I manually defined a DenseNet as follows, the core code is from torchvision.models.densenet121, the others are kept same. My denseNet definition:

class DenseNet(nn.Module):
    r"""Densenet-BC model class, based on
    `"Densely Connected Convolutional Networks" <https://arxiv.org/pdf/1608.06993.pdf>`_

    Args:
        growth_rate (int) - how many filters to add each layer (`k` in paper)
        block_config (list of 4 ints) - how many layers in each pooling block
        num_init_features (int) - the number of filters to learn in the first convolution layer
        bn_size (int) - multiplicative factor for number of bottle neck layers
          (i.e. bn_size * k features in the bottleneck layer)
        drop_rate (float) - dropout rate after each dense layer
        num_classes (int) - number of classification classes
    """

    def __init__(self, growth_rate=32, block_config=(6, 12, 24, 16),
                 num_init_features=64, bn_size=4, drop_rate=0, num_classes=198):

        super(DenseNet, self).__init__()

        # First convolution
        self.features = nn.Sequential(OrderedDict([
            ('conv0', nn.Conv2d(3, num_init_features, kernel_size=7, stride=2, padding=3, bias=False)),
            ('norm0', nn.BatchNorm2d(num_init_features)),
            ('relu0', nn.ReLU(inplace=True)),
            ('pool0', nn.MaxPool2d(kernel_size=3, stride=2, padding=1)),
        ]))

        # Each denseblock
        num_features = num_init_features
        for i, num_layers in enumerate(block_config):
            block = _DenseBlock(num_layers=num_layers, num_input_features=num_features,
                                bn_size=bn_size, growth_rate=growth_rate, drop_rate=drop_rate)
            self.features.add_module('denseblock%d' % (i + 1), block)
            num_features = num_features + num_layers * growth_rate
            if i != len(block_config) - 1:
                trans = _Transition(num_input_features=num_features, num_output_features=num_features // 2)
                self.features.add_module('transition%d' % (i + 1), trans)
                num_features = num_features // 2

        # Final batch norm
        self.features.add_module('norm5', nn.BatchNorm2d(num_features))

        # Linear layer
        self.classifier = nn.Linear(num_features, num_classes)

        # Official init from torch repo.
        for m in self.modules():
            if isinstance(m, nn.Conv2d):
                nn.init.kaiming_normal_(m.weight)
            elif isinstance(m, nn.BatchNorm2d):
                nn.init.constant_(m.weight, 1)
                nn.init.constant_(m.bias, 0)
            elif isinstance(m, nn.Linear):
                nn.init.constant_(m.bias, 0)

    def forward(self, x):
        features = self.features(x)
        out = F.relu(features, inplace=True)
        feat = F.adaptive_avg_pool2d(out, (1, 1)).view(features.size(0), -1)
        out = self.classifier(feat)

        return feat.view(-1, 1024), out

By referring to PyTorch tutorial transfer learning chapter. I also try this without ImageNet weights:

densenet121 = models.densenet121(pretrained=False)
num_ftrs = densenet121.classifier.in_features
densenet121.classifier = nn.Linear(num_ftrs, 198)
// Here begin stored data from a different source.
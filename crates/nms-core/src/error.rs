//! NMS protocol errors and their stable numeric codes.
//!
//! `ProtocolError` is what the codecs and the key exchange return.
//! `ErrorCode` is the small number you put in logs or CLI output to explain
//! *why* a frame was dropped or a handshake aborted.

use core::fmt;

use thiserror::Error;

pub type Result<T> = std::result::Result<T, ProtocolError>;

#[derive(Error, Debug, Clone, PartialEq, Eq)]
pub enum ProtocolError {
    #[error("frame signature verification failed")]
    SignatureInvalid,

    #[error("malformed frame: {0}")]
    MalformedFrame(&'static str),

    #[error("frame does not match any handshake state")]
    UnexpectedState,

    #[error("peer failed challenge authentication")]
    AuthenticationFailure,

    #[error("failed to decrypt session message")]
    DecryptionFailure,

    #[error("read past end of buffer: needed {needed}, {remaining} remaining")]
    OutOfBounds { needed: usize, remaining: usize },

    #[error("session key has not been derived yet")]
    NoSessionKey,

    #[error("key exchange already linked to a peer")]
    AlreadyLinked,

    #[error("key exchange not linked to a peer")]
    NotLinked,
}

/// Stable numeric error codes.
///
/// Layout:
///   1xxx = framing / codec
///   2xxx = handshake
///   3xxx = session crypto
#[repr(u16)]
#[derive(Debug, Clone, Copy, PartialEq, Eq)]
pub enum ErrorCode {
    // 1xxx: framing
    SignatureInvalid = 1001,
    MalformedFrame = 1002,
    OutOfBounds = 1003,

    // 2xxx: handshake
    UnexpectedState = 2001,
    AuthenticationFailure = 2002,
    AlreadyLinked = 2003,
    NotLinked = 2004,

    // 3xxx: session
    DecryptionFailure = 3001,
    NoSessionKey = 3002,
}

impl ErrorCode {
    pub const fn as_u16(self) -> u16 {
        self as u16
    }

    /// Short human-readable description.
    pub fn description(self) -> &'static str {
        match self {
            ErrorCode::SignatureInvalid => "frame signature invalid",
            ErrorCode::MalformedFrame => "malformed frame",
            ErrorCode::OutOfBounds => "truncated frame",

            ErrorCode::UnexpectedState => "no matching handshake state",
            ErrorCode::AuthenticationFailure => "challenge authentication failed",
            ErrorCode::AlreadyLinked => "key exchange already linked",
            ErrorCode::NotLinked => "key exchange not linked",

            ErrorCode::DecryptionFailure => "session message failed to decrypt",
            ErrorCode::NoSessionKey => "session key not established",
        }
    }
}

impl fmt::Display for ErrorCode {
    fn fmt(&self, f: &mut fmt::Formatter<'_>) -> fmt::Result {
        write!(f, "{} ({})", self.as_u16(), self.description())
    }
}

impl From<&ProtocolError> for ErrorCode {
    fn from(e: &ProtocolError) -> Self {
        match e {
            ProtocolError::SignatureInvalid => ErrorCode::SignatureInvalid,
            ProtocolError::MalformedFrame(_) => ErrorCode::MalformedFrame,
            ProtocolError::OutOfBounds { .. } => ErrorCode::OutOfBounds,
            ProtocolError::UnexpectedState => ErrorCode::UnexpectedState,
            ProtocolError::AuthenticationFailure => ErrorCode::AuthenticationFailure,
            ProtocolError::AlreadyLinked => ErrorCode::AlreadyLinked,
            ProtocolError::NotLinked => ErrorCode::NotLinked,
            ProtocolError::DecryptionFailure => ErrorCode::DecryptionFailure,
            ProtocolError::NoSessionKey => ErrorCode::NoSessionKey,
        }
    }
}

impl ProtocolError {
    pub fn code(&self) -> ErrorCode {
        ErrorCode::from(self)
    }

    /// Decryption failures are handled like failed authentication.
    pub fn is_auth_class(&self) -> bool {
        matches!(
            self,
            ProtocolError::AuthenticationFailure | ProtocolError::DecryptionFailure
        )
    }
}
After training, I got two quite different results. The latter one has 60%+ Acc, while the former one only has 20%+ Acc. I don’t know how to figure this out, since they are the same model. Is there anything wrong in my implementation?

why dont you just train your model to a smaller subset of the dataset to achieve %100 accuracy. If it reaches that then you probably don’t have bugs on forward and backward pass.

THX for replying. The SOTA algorithm on this benchmark is about 63%. So there is no need to conduct extra experiments on smaller dataset.

I mean, Try to detect buggy implementations with train on a smaller subset of the dataset. If result reaches %100 accuracy then everything works fine with respect to forward and backward pass.
Reproducing results are somewhat different. You need to tune model hyperparameters. My advice is to start with learning rate

What are both accuracies referring to?
Is the 60% acc based on your custom implementation and the 20% using the torchvision model?

Are these results reproducible using random seeds?